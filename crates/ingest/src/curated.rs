//! Curated knowledge about well-known APIs whose directory link does not
//! point at the callable host, plus their real operations.
//!
//! Lookups are by exact directory name.

use std::collections::BTreeMap;

use apiloom_core::{EndpointDef, HttpMethod, ParamSpec};

const BASE_URLS: &[(&str, &str)] = &[
    ("Dog CEO", "https://dog.ceo/api"),
    ("Cat Facts", "https://catfact.ninja"),
    ("JokeAPI", "https://v2.jokeapi.dev"),
    ("Official Joke API", "https://official-joke-api.appspot.com"),
    ("Chuck Norris Database", "https://api.chucknorris.io"),
    ("Useless Facts", "https://uselessfacts.jsph.pl/api/v2"),
    ("Open-Meteo", "https://api.open-meteo.com/v1"),
    ("OpenWeatherMap", "https://api.openweathermap.org/data/2.5"),
    ("Weatherstack", "http://api.weatherstack.com"),
    ("REST Countries", "https://restcountries.com/v3.1"),
    ("Zippopotam.us", "http://api.zippopotam.us"),
    ("IP-API", "http://ip-api.com"),
    ("Sunrise and Sunset", "https://api.sunrise-sunset.org"),
    ("Numbers", "http://numbersapi.com"),
    ("NASA", "https://api.nasa.gov"),
    ("PokeAPI", "https://pokeapi.co/api/v2"),
    ("Deck of Cards", "https://deckofcardsapi.com/api"),
    ("Agify.io", "https://api.agify.io"),
    ("Genderize.io", "https://api.genderize.io"),
    ("Nationalize.io", "https://api.nationalize.io"),
    ("Advice Slip", "https://api.adviceslip.com"),
    ("Kanye.rest", "https://api.kanye.rest"),
    ("CoinGecko", "https://api.coingecko.com/api/v3"),
    ("Frankfurter", "https://api.frankfurter.app"),
    ("Open Library", "https://openlibrary.org"),
    ("Random User", "https://randomuser.me/api"),
    ("Open Brewery DB", "https://api.openbrewerydb.org/v1"),
    ("ipify", "https://api.ipify.org"),
    ("GitHub", "https://api.github.com"),
    ("Spotify", "https://api.spotify.com/v1"),
];

/// (name, type, required, description)
type Param = (&'static str, &'static str, bool, &'static str);

struct Op {
    name: &'static str,
    path: &'static str,
    method: HttpMethod,
    description: &'static str,
    params: &'static [Param],
}

const fn get(name: &'static str, path: &'static str, description: &'static str, params: &'static [Param]) -> Op {
    Op { name, path, method: HttpMethod::Get, description, params }
}

const NAME_PARAM: &[Param] = &[("name", "string", true, "First name to analyse"), ("country_id", "string", false, "ISO 3166-1 alpha-2 country hint")];

const ENDPOINTS: &[(&str, &[Op])] = &[
    ("Dog CEO", &[
        get("random", "/breeds/image/random", "Random dog image", &[]),
        get("by_breed", "/breed/{breed}/images/random", "Random image of a breed", &[("breed", "string", true, "Breed name, e.g. hound")]),
        get("list_breeds", "/breeds/list/all", "All breeds and sub-breeds", &[]),
    ]),
    ("Cat Facts", &[
        get("fact", "/fact", "A random cat fact", &[("max_length", "integer", false, "Maximum fact length")]),
        get("facts", "/facts", "A page of cat facts", &[("limit", "integer", false, "Page size")]),
        get("breeds", "/breeds", "Cat breeds", &[("limit", "integer", false, "Page size")]),
    ]),
    ("JokeAPI", &[
        get("random", "/joke/Any", "A random joke from any category", &[("safe-mode", "boolean", false, "Exclude offensive jokes")]),
        get("by_category", "/joke/{category}", "A joke from one category", &[("category", "string", true, "Programming, Misc, Pun, Spooky or Christmas")]),
    ]),
    ("Official Joke API", &[
        get("random", "/random_joke", "One random joke", &[]),
        get("ten", "/jokes/ten", "Ten random jokes", &[]),
    ]),
    ("Chuck Norris Database", &[
        get("random", "/jokes/random", "A random Chuck Norris fact", &[("category", "string", false, "Restrict to a category")]),
        get("categories", "/jokes/categories", "Joke categories", &[]),
    ]),
    ("Useless Facts", &[
        get("random", "/facts/random", "A random useless fact", &[("language", "string", false, "en or de")]),
        get("today", "/facts/today", "Useless fact of the day", &[]),
    ]),
    ("Open-Meteo", &[
        get("forecast", "/forecast", "Weather forecast for a coordinate", &[
            ("latitude", "number", true, "Latitude in degrees"),
            ("longitude", "number", true, "Longitude in degrees"),
            ("current_weather", "boolean", false, "Include current conditions"),
        ]),
    ]),
    ("OpenWeatherMap", &[
        get("current", "/weather", "Current weather for a city", &[("q", "string", true, "City name"), ("appid", "string", true, "API key")]),
    ]),
    ("REST Countries", &[
        get("by_name", "/name/{name}", "Countries matching a name", &[("name", "string", true, "Country name")]),
        get("by_code", "/alpha/{code}", "Country by ISO code", &[("code", "string", true, "ISO 3166 code")]),
        get("by_region", "/region/{region}", "Countries in a region", &[("region", "string", true, "Region, e.g. europe")]),
    ]),
    ("Zippopotam.us", &[
        get("lookup", "/{country}/{postcode}", "Places for a postal code", &[
            ("country", "string", true, "ISO country code"),
            ("postcode", "string", true, "Postal code"),
        ]),
    ]),
    ("IP-API", &[
        get("lookup", "/json/{query}", "Geolocation of an IP or domain", &[("query", "string", true, "IP address or domain")]),
    ]),
    ("Sunrise and Sunset", &[
        get("times", "/json", "Sunrise and sunset times", &[("lat", "number", true, "Latitude"), ("lng", "number", true, "Longitude")]),
    ]),
    ("Numbers", &[
        get("trivia", "/{number}/trivia", "Trivia about a number", &[("number", "integer", true, "The number")]),
        get("random", "/random/trivia", "Trivia about a random number", &[]),
    ]),
    ("NASA", &[
        get("apod", "/planetary/apod", "Astronomy picture of the day", &[("api_key", "string", true, "NASA API key")]),
    ]),
    ("PokeAPI", &[
        get("pokemon", "/pokemon/{name}", "A Pokemon by name or id", &[("name", "string", true, "Name or id")]),
        get("type", "/type/{name}", "A Pokemon type", &[("name", "string", true, "Type name")]),
    ]),
    ("Deck of Cards", &[
        get("new_deck", "/deck/new/shuffle/", "A freshly shuffled deck", &[("deck_count", "integer", false, "Number of decks")]),
        get("draw", "/deck/{deck_id}/draw/", "Draw cards from a deck", &[("deck_id", "string", true, "Deck id"), ("count", "integer", false, "Cards to draw")]),
    ]),
    ("Agify.io", &[get("predict", "/", "Predicted age for a name", NAME_PARAM)]),
    ("Genderize.io", &[get("predict", "/", "Predicted gender for a name", NAME_PARAM)]),
    ("Nationalize.io", &[get("predict", "/", "Predicted nationality for a name", &[("name", "string", true, "First name to analyse")])]),
    ("Advice Slip", &[
        get("random", "/advice", "A random advice slip", &[]),
        get("search", "/advice/search/{query}", "Advice slips matching a term", &[("query", "string", true, "Search term")]),
    ]),
    ("Kanye.rest", &[get("quote", "/", "A random Kanye West quote", &[])]),
    ("CoinGecko", &[
        get("price", "/simple/price", "Spot prices for coins", &[
            ("ids", "string", true, "Comma-separated coin ids"),
            ("vs_currencies", "string", true, "Comma-separated fiat currencies"),
        ]),
        get("trending", "/search/trending", "Trending coins", &[]),
        get("ping", "/ping", "API status", &[]),
    ]),
    ("Frankfurter", &[
        get("latest", "/latest", "Latest exchange rates", &[("from", "string", false, "Base currency"), ("to", "string", false, "Target currencies")]),
        get("currencies", "/currencies", "Supported currencies", &[]),
    ]),
    ("Open Library", &[
        get("search", "/search.json", "Search books", &[("q", "string", true, "Query"), ("limit", "integer", false, "Max results")]),
    ]),
    ("Random User", &[get("generate", "/", "Random user profiles", &[("results", "integer", false, "Number of users")])]),
    ("Open Brewery DB", &[
        get("list", "/breweries", "Breweries", &[("by_city", "string", false, "City filter"), ("per_page", "integer", false, "Page size")]),
        get("random", "/breweries/random", "A random brewery", &[]),
    ]),
    ("ipify", &[get("ip", "/", "Caller's public IP", &[("format", "string", false, "json or text")])]),
    ("GitHub", &[
        get("user", "/users/{username}", "Public profile of a user", &[("username", "string", true, "GitHub login")]),
        get("repo", "/repos/{owner}/{repo}", "Repository metadata", &[("owner", "string", true, "Owner"), ("repo", "string", true, "Repository")]),
    ]),
];

pub fn curated_base_url(name: &str) -> Option<&'static str> {
    BASE_URLS.iter().find(|(n, _)| *n == name).map(|(_, url)| *url)
}

pub fn curated_endpoints(name: &str) -> Option<Vec<EndpointDef>> {
    let (_, ops) = ENDPOINTS.iter().find(|(n, _)| *n == name)?;
    Some(ops.iter().map(to_def).collect())
}

fn to_def(op: &Op) -> EndpointDef {
    let parameters = if op.params.is_empty() {
        None
    } else {
        Some(
            op.params
                .iter()
                .map(|(name, kind, required, description)| {
                    let spec = if *required {
                        ParamSpec::required(kind, description)
                    } else {
                        ParamSpec::optional(kind, description)
                    };
                    (name.to_string(), spec)
                })
                .collect::<BTreeMap<_, _>>(),
        )
    };
    EndpointDef {
        name: op.name.to_string(),
        path: op.path.to_string(),
        method: op.method,
        description: op.description.to_string(),
        parameters,
        sample_response: None,
    }
}

#[cfg(test)]
mod tests {
    use super::*;

    #[test]
    fn path_placeholders_are_declared_required() {
        for (api, ops) in ENDPOINTS {
            for op in *ops {
                let def = to_def(op);
                let required = def.required_params();
                let mut rest = def.path.as_str();
                while let Some(start) = rest.find('{') {
                    let end = rest[start..].find('}').expect("unclosed placeholder") + start;
                    let token = &rest[start + 1..end];
                    assert!(required.contains(&token), "{api}.{} does not require {token}", op.name);
                    rest = &rest[end + 1..];
                }
            }
        }
    }

    #[test]
    fn every_endpoint_table_has_a_base_url() {
        for (api, _) in ENDPOINTS {
            assert!(curated_base_url(api).is_some(), "{api} has no base url");
        }
    }

    #[test]
    fn lookup_is_exact() {
        assert!(curated_endpoints("Dog CEO").is_some());
        assert!(curated_endpoints("dog ceo").is_none());
        assert_eq!(curated_base_url("Open-Meteo"), Some("https://api.open-meteo.com/v1"));
    }
}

Task to complete
Lines of the listing that include the string "CoinGecko" are to be counted; state that count alone.

Written response
2